La France produit parfois de bonnes séries télévisées ! Diffusée entre le 26 novembre et le 17 décembre 2012 sur Canal Plus, la saison 1 de Les Revenants faisait naître un espoir inédit dans le cœur des sériephiles avertis, celui que notre beau pays posséderait encore des talents capables de faire des étincelles dans ce format télévisuel. Et qu’il leur serait possible d’obtenir les moyens de le faire.
Série chorale et thriller fantastique en huit épisodes, Les Revenants séduit aussi bien par la qualité de son scénario et de son interprétation que par son atmosphère particulièrement soignée, tant sur le plan visuel que sonore. Cerise sur le gâteau, Les Revenants tire intelligemment parti des leçons narratives enseignées par les feuilletons américains tout en conservant une identité bien française. Que demande le peuple ? Seule ombre au tableau, le manque de réactivité des décideurs face au succès de cette saison 1…
Avec son budget d’un peu plus d’un million d’euros par épisode (11 millions d’euros au total), Les Revenants a attiré environ 1,4 million de téléspectateurs par épisode, soit 23,3 % des abonnés Canal Plus, et a donc réussi le pari de séduire un public français peu habitué à voir ses productions locales explorer le genre du fantastique. Je ne vais pas y aller par quatre chemins : la communication était certes réussie, avec son jeu d’affiches mystérieuses en miroir, mais le succès s’explique avant tout par une qualité d’écriture et de réalisation assez inédite dans le paysage des productions françaises.
Le réalisateur n’est autre que Fabrice Gobert, à qui l’on doit le long-métrage Simon Werner a disparu, thriller lycéen qui témoignait déjà d’une belle sensibilité artistique et d’une capacité à distiller un mystère à travers l’exploration d’un réseau de personnages intrigants. Le film m’avait toutefois laissé un léger arrière-goût de frustration tant l’univers dépeint aurait mérité une exploration encore plus approfondie. Et je m’étais alors fait la réflexion que Fabrice Gobert eut gagné à explorer le format de la série télévisée. C’est chose faite avec Les Revenants et le résultat surpasse toutes mes attentes.

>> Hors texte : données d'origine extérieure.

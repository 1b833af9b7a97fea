//! Order-total computation: subtotal, shipping, tax, discount, total.

use chrono::{DateTime, Utc};
use rust_decimal::Decimal;
use serde::{Deserialize, Serialize};

use bramble_core::money::{self, cents};
use bramble_core::{DomainError, ValueObject};

use crate::cart::Cart;
use crate::coupon::Coupon;

/// Pricing knobs, fixed at construction time.
#[derive(Debug, Clone, PartialEq, Eq, Serialize, Deserialize)]
pub struct PricingConfig {
    /// Flat shipping fee charged below the free-shipping threshold.
    pub flat_shipping_fee: Decimal,
    /// Subtotals at or above this ship for free.
    pub free_shipping_threshold: Decimal,
    /// Tax rate in percent (e.g. `6.65`).
    pub tax_rate_percent: Decimal,
}

impl Default for PricingConfig {
    fn default() -> Self {
        Self {
            flat_shipping_fee: cents(50_00),
            free_shipping_threshold: cents(500_00),
            tax_rate_percent: Decimal::new(665, 2),
        }
    }
}

impl ValueObject for PricingConfig {}

/// Monetary breakdown of an order, frozen at checkout.
#[derive(Debug, Clone, Copy, PartialEq, Eq, Serialize, Deserialize)]
pub struct OrderTotals {
    pub subtotal: Decimal,
    pub shipping: Decimal,
    pub tax: Decimal,
    pub discount: Decimal,
    pub total: Decimal,
}

impl OrderTotals {
    /// Whether the components add up: every field non-negative and
    /// `total == max(subtotal + shipping + tax - discount, 0)`.
    pub fn balances(&self) -> bool {
        let non_negative = !self.subtotal.is_sign_negative()
            && !self.shipping.is_sign_negative()
            && !self.tax.is_sign_negative()
            && !self.discount.is_sign_negative()
            && !self.total.is_sign_negative();

        non_negative
            && self.total
                == money::clamp_non_negative(
                    self.subtotal + self.shipping + self.tax - self.discount,
                )
    }
}

impl ValueObject for OrderTotals {}

/// Compute the monetary breakdown for a cart.
///
/// An invalid coupon (inactive, outside its window, capped, or below its
/// minimum purchase) is an error carrying the specific reason; it is never
/// silently ignored. The coupon usage counter is *not* touched here — the
/// caller counts one use when an order is actually created.
pub fn compute_totals(
    cart: &Cart,
    config: &PricingConfig,
    coupon: Option<&Coupon>,
    now: DateTime<Utc>,
) -> Result<OrderTotals, DomainError> {
    let subtotal = cart.subtotal();

    let shipping = if subtotal > Decimal::ZERO && subtotal < config.free_shipping_threshold {
        config.flat_shipping_fee
    } else {
        Decimal::ZERO
    };

    let tax = money::percent_of(subtotal, config.tax_rate_percent);

    let discount = match coupon {
        Some(coupon) => {
            coupon.validate_for(subtotal, now)?;
            coupon.discount_for(subtotal)
        }
        None => Decimal::ZERO,
    };

    let total = money::clamp_non_negative(subtotal + shipping + tax - discount);

    Ok(OrderTotals {
        subtotal,
        shipping,
        tax,
        discount,
        total,
    })
}

#[cfg(test)]
mod tests {
    use super::*;
    use crate::cart::{CartId, CartOwner, ProductId};
    use crate::coupon::DiscountType;
    use bramble_core::{AggregateId, UserId};
    use chrono::Duration;
    use proptest::prelude::*;

    fn cart_with_subtotal(minor: i64) -> Cart {
        let mut cart = Cart::new(
            CartId::new(AggregateId::new()),
            CartOwner::User(UserId::new()),
        );
        cart.add_line(
            ProductId::new(AggregateId::new()),
            "Item",
            "SKU-1",
            cents(minor),
            1,
        )
        .unwrap();
        cart
    }

    fn test_coupon(discount_type: DiscountType, value: Decimal) -> Coupon {
        let now = Utc::now();
        Coupon {
            code: "SAVE".to_string(),
            discount_type,
            discount_value: value,
            min_purchase: Decimal::ZERO,
            max_uses: None,
            uses_count: 0,
            valid_from: now - Duration::days(1),
            valid_to: now + Duration::days(1),
            is_active: true,
        }
    }

    #[test]
    fn below_threshold_cart_pays_flat_fee_and_rounded_tax() {
        // 450.00 at 6.65% tax: the 29.925 half cent rounds up to 29.93.
        let cart = cart_with_subtotal(450_00);
        let totals =
            compute_totals(&cart, &PricingConfig::default(), None, Utc::now()).unwrap();

        assert_eq!(totals.subtotal, cents(450_00));
        assert_eq!(totals.shipping, cents(50_00));
        assert_eq!(totals.tax, cents(29_93));
        assert_eq!(totals.discount, Decimal::ZERO);
        assert_eq!(totals.total, cents(529_93));
    }

    #[test]
    fn threshold_subtotal_ships_free() {
        let cart = cart_with_subtotal(500_00);
        let totals =
            compute_totals(&cart, &PricingConfig::default(), None, Utc::now()).unwrap();
        assert_eq!(totals.shipping, Decimal::ZERO);
    }

    #[test]
    fn empty_cart_computes_all_zeros() {
        let cart = Cart::new(
            CartId::new(AggregateId::new()),
            CartOwner::Session("sess-1".to_string()),
        );
        let totals =
            compute_totals(&cart, &PricingConfig::default(), None, Utc::now()).unwrap();

        assert_eq!(totals.subtotal, Decimal::ZERO);
        assert_eq!(totals.shipping, Decimal::ZERO);
        assert_eq!(totals.tax, Decimal::ZERO);
        assert_eq!(totals.total, Decimal::ZERO);
    }

    #[test]
    fn percentage_coupon_reduces_total() {
        let cart = cart_with_subtotal(1_000_00);
        let coupon = test_coupon(DiscountType::Percentage, Decimal::from(10));
        let totals =
            compute_totals(&cart, &PricingConfig::default(), Some(&coupon), Utc::now()).unwrap();

        assert_eq!(totals.discount, cents(100_00));
        // 1000.00 + 0 shipping + 66.50 tax - 100.00
        assert_eq!(totals.total, cents(966_50));
    }

    #[test]
    fn invalid_coupon_is_an_error_not_ignored() {
        let cart = cart_with_subtotal(100_00);
        let mut coupon = test_coupon(DiscountType::Percentage, Decimal::from(10));
        coupon.min_purchase = cents(500_00);

        let err =
            compute_totals(&cart, &PricingConfig::default(), Some(&coupon), Utc::now())
                .unwrap_err();
        assert!(matches!(err, DomainError::Validation(_)));
    }

    #[test]
    fn oversized_percentage_discount_clamps_total_at_zero() {
        // 600.00 ships free; a 200% coupon discounts 1200.00, far past
        // subtotal + tax, so the total floors at zero.
        let cart = cart_with_subtotal(600_00);
        let coupon = test_coupon(DiscountType::Percentage, Decimal::from(200));
        let totals =
            compute_totals(&cart, &PricingConfig::default(), Some(&coupon), Utc::now()).unwrap();

        assert_eq!(totals.discount, cents(1_200_00));
        assert_eq!(totals.total, Decimal::ZERO);
        assert!(totals.balances());
    }

    proptest! {
        #![proptest_config(ProptestConfig {
            cases: 256,
            ..ProptestConfig::default()
        })]

        /// Property: for any cart, total == subtotal + shipping + tax - discount,
        /// clamped at zero, and every component is non-negative.
        #[test]
        fn totals_always_balance(
            prices in prop::collection::vec(1i64..100_000i64, 1..8),
            quantities in prop::collection::vec(1u32..10u32, 8),
            percent in 0i64..300i64,
        ) {
            let mut cart = Cart::new(
                CartId::new(AggregateId::new()),
                CartOwner::User(UserId::new()),
            );
            for (i, price) in prices.iter().enumerate() {
                cart.add_line(
                    ProductId::new(AggregateId::new()),
                    format!("Item {i}"),
                    format!("SKU-{i}"),
                    cents(*price),
                    quantities[i],
                ).unwrap();
            }

            let coupon = test_coupon(DiscountType::Percentage, Decimal::from(percent));
            let totals = compute_totals(
                &cart,
                &PricingConfig::default(),
                Some(&coupon),
                Utc::now(),
            ).unwrap();

            prop_assert!(totals.balances());
            prop_assert!(!totals.total.is_sign_negative());
        }
    }
}
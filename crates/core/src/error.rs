//! Domain error model.

use thiserror::Error;

/// Result type used across the domain layer.
pub type DomainResult<T> = Result<T, DomainError>;

/// Domain-level error.
///
/// Keep this focused on deterministic, business/domain failures (validation,
/// invariants, conflicts). Infrastructure concerns belong elsewhere.
#[derive(Debug, Error, Clone, PartialEq, Eq)]
pub enum DomainError {
    /// A value failed validation (e.g. malformed input, rejected coupon,
    /// insufficient withdrawal balance).
    #[error("validation failed: {0}")]
    Validation(String),

    /// A domain invariant was violated (e.g. illegal state transition).
    #[error("invariant violated: {0}")]
    InvariantViolation(String),

    /// An identifier was invalid (e.g. parse failure).
    #[error("invalid identifier: {0}")]
    InvalidId(String),

    /// A requested resource was not found (domain-level).
    #[error("not found")]
    NotFound,

    /// A conflict occurred (e.g. stale version / optimistic concurrency).
    #[error("conflict: {0}")]
    Conflict(String),
}

impl DomainError {
    pub fn validation(msg: impl Into<String>) -> Self {
        Self::Validation(msg.into())
    }

    pub fn invariant(msg: impl Into<String>) -> Self {
        Self::InvariantViolation(msg.into())
    }

    pub fn invalid_id(msg: impl Into<String>) -> Self {
        Self::InvalidId(msg.into())
    }

    pub fn conflict(msg: impl Into<String>) -> Self {
        Self::Conflict(msg.into())
    }

    pub fn not_found() -> Self {
        Self::NotFound
    }
}
//! Notification boundary.
//!
//! The storefront never sends email itself; it hands a `Notification` to
//! whatever `Notifier` the deployment wires in (SMTP, push, a test
//! recorder). Delivery is fire-and-forget: failures are logged and
//! swallowed, and they never roll back the operation that produced them.

use rust_decimal::Decimal;
use serde::{Deserialize, Serialize};
use thiserror::Error;

#[derive(Debug, Error)]
#[error("notification delivery failed: {0}")]
pub struct NotifyError(pub String);

/// User-facing messages emitted by storefront operations.
#[derive(Debug, Clone, PartialEq, Eq, Serialize, Deserialize)]
pub enum Notification {
    OrderPlaced {
        order_number: String,
        email: String,
        total: Decimal,
    },
    OrderShipped {
        order_number: String,
        email: String,
    },
    OrderDelivered {
        order_number: String,
        email: String,
    },
    OrderCancelled {
        order_number: String,
        email: String,
    },
    AffiliateApplicationReceived {
        affiliate_code: String,
    },
    AffiliateApproved {
        affiliate_code: String,
    },
    AffiliateRejected {
        affiliate_code: String,
    },
    AffiliateSuspended {
        affiliate_code: String,
    },
    WithdrawalApproved {
        affiliate_code: String,
        amount: Decimal,
    },
    WithdrawalPaid {
        affiliate_code: String,
        amount: Decimal,
    },
    WithdrawalRejected {
        affiliate_code: String,
        amount: Decimal,
    },
}

/// Notification collaborator boundary.
pub trait Notifier: Send + Sync {
    fn notify(&self, notification: &Notification) -> Result<(), NotifyError>;
}

impl<T> Notifier for std::sync::Arc<T>
where
    T: Notifier + ?Sized,
{
    fn notify(&self, notification: &Notification) -> Result<(), NotifyError> {
        (**self).notify(notification)
    }
}

/// Stand-in delivery channel: logs every notification at info level.
#[derive(Debug, Default)]
pub struct LoggingNotifier;

impl Notifier for LoggingNotifier {
    fn notify(&self, notification: &Notification) -> Result<(), NotifyError> {
        tracing::info!(?notification, "notification dispatched");
        Ok(())
    }
}
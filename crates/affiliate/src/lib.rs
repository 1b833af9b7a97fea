//! Affiliate program: membership lifecycle, commission accrual, withdrawals,
//! and the append-only balance ledger.

pub mod account;
pub mod program;

pub use account::{
    AffiliateAccount, AffiliateCommand, AffiliateEvent, AffiliateId, AffiliateStatus,
    CommissionEntry, CommissionId, CommissionStatus, LedgerEntry, LedgerEntryKind, PayoutMethod,
    WithdrawalEntry, WithdrawalId, WithdrawalStatus,
};
pub use program::{AffiliateCode, AffiliateProgram};
//! Entity trait: objects with identity that persists across state changes.

/// Marker + minimal interface for entities.
///
/// Unlike a [`crate::ValueObject`], two entities with equal field values
/// are still different things if their ids differ.
pub trait Entity {
    /// Strongly-typed entity identifier.
    type Id: Clone + Eq + core::hash::Hash + core::fmt::Debug;

    fn id(&self) -> &Self::Id;
}
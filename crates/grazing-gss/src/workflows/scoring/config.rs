use super::ScoringError;
use crate::workflows::plots::Indicator;
use serde::{Deserialize, Serialize};

/// Direction in which an indicator contributes to suitability.
#[derive(Debug, Clone, Copy, PartialEq, Eq, Default, Serialize, Deserialize)]
#[serde(rename_all = "snake_case")]
pub enum Polarity {
    /// Higher readings raise the score.
    #[default]
    Direct,
    /// Higher readings lower the score (`1 - scaled`).
    Inverse,
}

impl Polarity {
    pub fn orient(self, scaled: f64) -> f64 {
        match self {
            Self::Direct => scaled,
            Self::Inverse => 1.0 - scaled,
        }
    }
}

#[derive(Debug, Clone, Copy, PartialEq, Serialize, Deserialize)]
pub struct IndicatorWeight {
    pub weight: f64,
    #[serde(default)]
    pub polarity: Polarity,
}

impl IndicatorWeight {
    pub const fn direct(weight: f64) -> Self {
        Self {
            weight,
            polarity: Polarity::Direct,
        }
    }

    pub const fn inverse(weight: f64) -> Self {
        Self {
            weight,
            polarity: Polarity::Inverse,
        }
    }
}

/// Combination rule for the suitability score.
///
/// The score is `sum(weight * polarity.orient(scaled))` over the four
/// indicators, with weights renormalised to sum to 1.0 so the score stays
/// in `[0, 1]`. The default weighs biomass at 0.4 and each of shrub cover,
/// grazing pressure and woody count at 0.2, all `Direct`.
#[derive(Debug, Clone, PartialEq, Serialize, Deserialize)]
pub struct ScoringConfig {
    pub biomass: IndicatorWeight,
    pub shrub_cover: IndicatorWeight,
    pub grazing_pressure: IndicatorWeight,
    pub woody_count: IndicatorWeight,
}

impl Default for ScoringConfig {
    fn default() -> Self {
        Self {
            biomass: IndicatorWeight::direct(0.4),
            shrub_cover: IndicatorWeight::direct(0.2),
            grazing_pressure: IndicatorWeight::direct(0.2),
            woody_count: IndicatorWeight::direct(0.2),
        }
    }
}

impl ScoringConfig {
    /// Default weights with shrub cover, grazing pressure and woody count
    /// counting against suitability.
    pub fn inverted_pressures() -> Self {
        Self {
            biomass: IndicatorWeight::direct(0.4),
            shrub_cover: IndicatorWeight::inverse(0.2),
            grazing_pressure: IndicatorWeight::inverse(0.2),
            woody_count: IndicatorWeight::inverse(0.2),
        }
    }

    pub fn weight(&self, indicator: Indicator) -> IndicatorWeight {
        match indicator {
            Indicator::Biomass => self.biomass,
            Indicator::ShrubCover => self.shrub_cover,
            Indicator::GrazingPressure => self.grazing_pressure,
            Indicator::WoodyCount => self.woody_count,
        }
    }

    /// Replaces one indicator's weight, keeping its polarity.
    pub fn set_weight(&mut self, indicator: Indicator, weight: f64) {
        self.weight_mut(indicator).weight = weight;
    }

    fn weight_mut(&mut self, indicator: Indicator) -> &mut IndicatorWeight {
        match indicator {
            Indicator::Biomass => &mut self.biomass,
            Indicator::ShrubCover => &mut self.shrub_cover,
            Indicator::GrazingPressure => &mut self.grazing_pressure,
            Indicator::WoodyCount => &mut self.woody_count,
        }
    }

    /// Validates the weights and rescales them to sum to 1.0.
    pub fn normalized(&self) -> Result<Self, ScoringError> {
        for indicator in Indicator::ALL {
            let weight = self.weight(indicator).weight;
            if !weight.is_finite() || weight < 0.0 {
                return Err(ScoringError::InvalidWeights(format!(
                    "{} weight must be a finite, non-negative number (got {weight})",
                    indicator.label()
                )));
            }
        }

        let total: f64 = Indicator::ALL
            .iter()
            .map(|indicator| self.weight(*indicator).weight)
            .sum();
        if !total.is_finite() {
            return Err(ScoringError::InvalidWeights(format!(
                "indicator weights must have a finite sum (got {total})"
            )));
        }
        if total <= 0.0 {
            return Err(ScoringError::InvalidWeights(
                "at least one indicator weight must be positive".to_string(),
            ));
        }

        let mut normalized = self.clone();
        for indicator in Indicator::ALL {
            normalized.weight_mut(indicator).weight /= total;
        }
        Ok(normalized)
    }
}
//! Plot upload extraction: resolves indicator columns from a CSV export or a
//! spreadsheet workbook and validates every row into a typed [`PlotTable`]
//! before any numeric work.

pub mod domain;
mod mapping;
mod normalizer;
mod parser;
mod workbook;

pub use domain::{GeoPoint, Indicator, IndicatorValues, PlotId, PlotRecord, PlotTable};

use std::io::Read;
use std::path::Path;
use tracing::debug;

/// Failure to turn an upload into a [`PlotTable`]. No partial table is produced.
#[derive(Debug, thiserror::Error)]
pub enum PlotImportError {
    #[error("failed to read plot upload: {0}")]
    Io(#[from] std::io::Error),
    #[error("invalid plot CSV data: {0}")]
    Csv(#[from] csv::Error),
    #[error("invalid plot workbook: {0}")]
    Workbook(#[from] calamine::Error),
    #[error("plot workbook has no worksheets")]
    EmptyWorkbook,
    #[error("missing required column(s): {}", .columns.join(", "))]
    MissingColumn { columns: Vec<&'static str> },
    #[error("row {row}: column '{column}' has non-numeric value '{value}'")]
    NonNumericValue {
        column: &'static str,
        row: usize,
        value: String,
    },
    #[error("row {row}: column '{column}' is blank")]
    MissingValue { column: &'static str, row: usize },
    #[error("row {row}: plot identifier is blank")]
    EmptyIdentifier { row: usize },
    #[error("row {row}: duplicate plot identifier '{plot_id}'")]
    DuplicatePlotId { plot_id: PlotId, row: usize },
}

pub struct PlotImporter;

impl PlotImporter {
    pub fn from_path<P: AsRef<Path>>(path: P) -> Result<PlotTable, PlotImportError> {
        let file = std::fs::File::open(path)?;
        Self::from_reader(file)
    }

    pub fn from_reader<R: Read>(mut reader: R) -> Result<PlotTable, PlotImportError> {
        let mut bytes = Vec::new();
        reader.read_to_end(&mut bytes)?;
        Self::from_bytes(bytes)
    }

    /// Workbooks (`.xlsx`, `.xls`, `.ods`) are recognised by their container
    /// signature; anything else is read as CSV.
    pub fn from_bytes(bytes: Vec<u8>) -> Result<PlotTable, PlotImportError> {
        let is_workbook = workbook::is_workbook(&bytes);
        let table = if is_workbook {
            workbook::parse_workbook(bytes)?
        } else {
            parser::parse_plots(bytes.as_slice())?
        };
        debug!(
            plots = table.len(),
            has_coordinates = table.has_coordinates(),
            workbook = is_workbook,
            "plot upload parsed"
        );
        Ok(table)
    }
}
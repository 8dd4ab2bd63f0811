pub mod plots;
pub mod recommendation;
pub mod scoring;
pub mod session;
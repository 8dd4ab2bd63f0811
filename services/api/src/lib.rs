mod cli;
mod infra;
mod report;
mod routes;
mod server;

use grazing_gss::error::AppError;

pub async fn run() -> Result<(), AppError> {
    cli::run().await
}
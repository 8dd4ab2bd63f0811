use super::diagnosis::SuitabilityBand;
use super::ScoredPlot;
use crate::workflows::plots::PlotId;
use serde::Serialize;

/// Every column of a scored plot, flattened for tables and JSON clients.
#[derive(Debug, Clone, Serialize)]
pub struct FullRow {
    pub plot_id: PlotId,
    pub available_biomass: f64,
    pub shrub_pct: f64,
    pub grazing_pressure: f64,
    pub woody_count: f64,
    pub latitude: Option<f64>,
    pub longitude: Option<f64>,
    pub biomass_score: f64,
    pub shrub_score: f64,
    pub grazing_score: f64,
    pub woody_score: f64,
    pub score: f64,
    pub band: SuitabilityBand,
    pub band_label: &'static str,
    pub diagnosis: &'static str,
}

impl From<&ScoredPlot> for FullRow {
    fn from(plot: &ScoredPlot) -> Self {
        let raw = plot.record.indicators;
        let location = plot.record.location;
        Self {
            plot_id: plot.record.plot_id.clone(),
            available_biomass: raw.biomass,
            shrub_pct: raw.shrub_pct,
            grazing_pressure: raw.grazing_pressure,
            woody_count: raw.woody_count,
            latitude: location.map(|point| point.latitude),
            longitude: location.map(|point| point.longitude),
            biomass_score: plot.oriented.biomass,
            shrub_score: plot.oriented.shrub_pct,
            grazing_score: plot.oriented.grazing_pressure,
            woody_score: plot.oriented.woody_count,
            score: plot.score,
            band: plot.diagnosis.band,
            band_label: plot.diagnosis.band.label(),
            diagnosis: plot.diagnosis.label,
        }
    }
}

/// Identifier, score and diagnosis only.
#[derive(Debug, Clone, PartialEq, Serialize)]
pub struct MinimalRow {
    pub plot_id: PlotId,
    pub score: f64,
    pub diagnosis: &'static str,
}

impl From<&ScoredPlot> for MinimalRow {
    fn from(plot: &ScoredPlot) -> Self {
        Self {
            plot_id: plot.record.plot_id.clone(),
            score: plot.score,
            diagnosis: plot.diagnosis.label,
        }
    }
}

/// Point handed to map renderers for located plots.
#[derive(Debug, Clone, PartialEq, Serialize)]
pub struct MapPoint {
    pub plot_id: PlotId,
    pub latitude: f64,
    pub longitude: f64,
    pub score: f64,
    pub band: SuitabilityBand,
    pub diagnosis: &'static str,
}

#[derive(Debug, Clone, PartialEq, Serialize)]
pub struct Rankings {
    pub top: Vec<MinimalRow>,
    pub bottom: Vec<MinimalRow>,
}

#[derive(Debug, Clone, PartialEq, Serialize)]
pub struct BandCount {
    pub band: SuitabilityBand,
    pub band_label: &'static str,
    pub plots: usize,
}

#[derive(Debug, Clone, PartialEq, Serialize)]
pub struct ScoreSummary {
    pub plots: usize,
    pub located_plots: usize,
    pub mean_score: f64,
    pub min_score: f64,
    pub max_score: f64,
    pub bands: Vec<BandCount>,
}

pub(crate) fn summarize(plots: &[ScoredPlot]) -> ScoreSummary {
    let count = plots.len();
    let (sum, min, max) = plots.iter().fold(
        (0.0, f64::INFINITY, f64::NEG_INFINITY),
        |(sum, min, max), plot| (sum + plot.score, min.min(plot.score), max.max(plot.score)),
    );
    let (mean_score, min_score, max_score) = if count > 0 {
        (sum / count as f64, min, max)
    } else {
        (0.0, 0.0, 0.0)
    };

    let bands = SuitabilityBand::ALL
        .iter()
        .map(|band| BandCount {
            band: *band,
            band_label: band.label(),
            plots: plots
                .iter()
                .filter(|plot| plot.diagnosis.band == *band)
                .count(),
        })
        .collect();

    ScoreSummary {
        plots: count,
        located_plots: plots
            .iter()
            .filter(|plot| plot.record.location.is_some())
            .count(),
        mean_score,
        min_score,
        max_score,
        bands,
    }
}

/// Highest scores first; ties keep upload order.
pub(crate) fn top(plots: &[ScoredPlot], limit: usize) -> Vec<MinimalRow> {
    let mut ranked: Vec<&ScoredPlot> = plots.iter().collect();
    ranked.sort_by(|a, b| b.score.total_cmp(&a.score));
    ranked.into_iter().take(limit).map(MinimalRow::from).collect()
}

/// Lowest scores first; ties keep upload order.
pub(crate) fn bottom(plots: &[ScoredPlot], limit: usize) -> Vec<MinimalRow> {
    let mut ranked: Vec<&ScoredPlot> = plots.iter().collect();
    ranked.sort_by(|a, b| a.score.total_cmp(&b.score));
    ranked.into_iter().take(limit).map(MinimalRow::from).collect()
}

pub(crate) fn map_points(plots: &[ScoredPlot]) -> Vec<MapPoint> {
    plots
        .iter()
        .filter_map(|plot| {
            plot.record.location.map(|point| MapPoint {
                plot_id: plot.record.plot_id.clone(),
                latitude: point.latitude,
                longitude: point.longitude,
                score: plot.score,
                band: plot.diagnosis.band,
                diagnosis: plot.diagnosis.label,
            })
        })
        .collect()
}
use crate::report::{run_recommend, run_score, RecommendArgs, ScoreArgs};
use crate::server;
use clap::{Args, Parser, Subcommand};
use grazing_gss::config::AppConfig;
use grazing_gss::error::AppError;
use grazing_gss::telemetry;

#[derive(Parser, Debug)]
#[command(
    name = "Grazing Suitability Scorer",
    about = "Score rangeland plots for grazing suitability from the command line or over HTTP",
    version
)]
struct Cli {
    #[command(subcommand)]
    command: Option<Command>,
}

#[derive(Subcommand, Debug)]
enum Command {
    /// Start the HTTP service (default command)
    Serve(ServeArgs),
    /// Score a plot survey CSV and print a suitability report
    Score(ScoreArgs),
    /// Print the grazing recommendation for a single plot
    Recommend(RecommendArgs),
}

#[derive(Args, Debug, Default)]
pub(crate) struct ServeArgs {
    /// Override the configured host for the HTTP server
    #[arg(long)]
    pub(crate) host: Option<String>,
    /// Override the configured port for the HTTP server
    #[arg(long)]
    pub(crate) port: Option<u16>,
}

pub(crate) async fn run() -> Result<(), AppError> {
    let cli = Cli::parse();
    let command = cli
        .command
        .unwrap_or_else(|| Command::Serve(ServeArgs::default()));

    let config = AppConfig::load()?;
    telemetry::init(&config.telemetry)?;

    match command {
        Command::Serve(args) => server::run(args, config).await,
        Command::Score(args) => run_score(args, &config),
        Command::Recommend(args) => run_recommend(args, &config),
    }
}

Mais à l’origine de la série, il y a un film intitulé Les Revenants et réalisé en 2004 par Robin Campillo, avec Géraldine Pailhas et Jonathan Zaccaï dans les rôles principaux ainsi que, dans un rôle secondaire, Frédéric Pierrot que l’on retrouvera également dans la série. Variation sous hypnose du thème de L’Invasion des profanateurs de sépulture, Les Revenants est un film étrange, mystérieux, porté par une ambiance à la fois envoûtante et oppressante. L’histoire partait d’un postulat simple : et si les morts revenaient à la vie et tentaient de se réinsérer dans le monde des vivants ?
Dans la série Les Revenants, Fabrice Gobert change légèrement la donne : les morts ne sortent plus de leur tombe comme dans le film de Campillo (une référence à l’univers de George Romero) mais ils réapparaissent de manière inexpliquée, arrivant d’on ne sait où. D’autre part, si le film de Campillo s’agrémentait d’un propos sociologique sur la difficulté d’intégrer une population réfugiée et culturellement inadaptée (dans la vie active, les morts ne parvenaient pas à suivre le rythme de travail des vivants), la série de Gobert s’intéresse davantage au versant psychologique de l’histoire. Un traitement dans la pure tradition du genre du fantastique, en somme.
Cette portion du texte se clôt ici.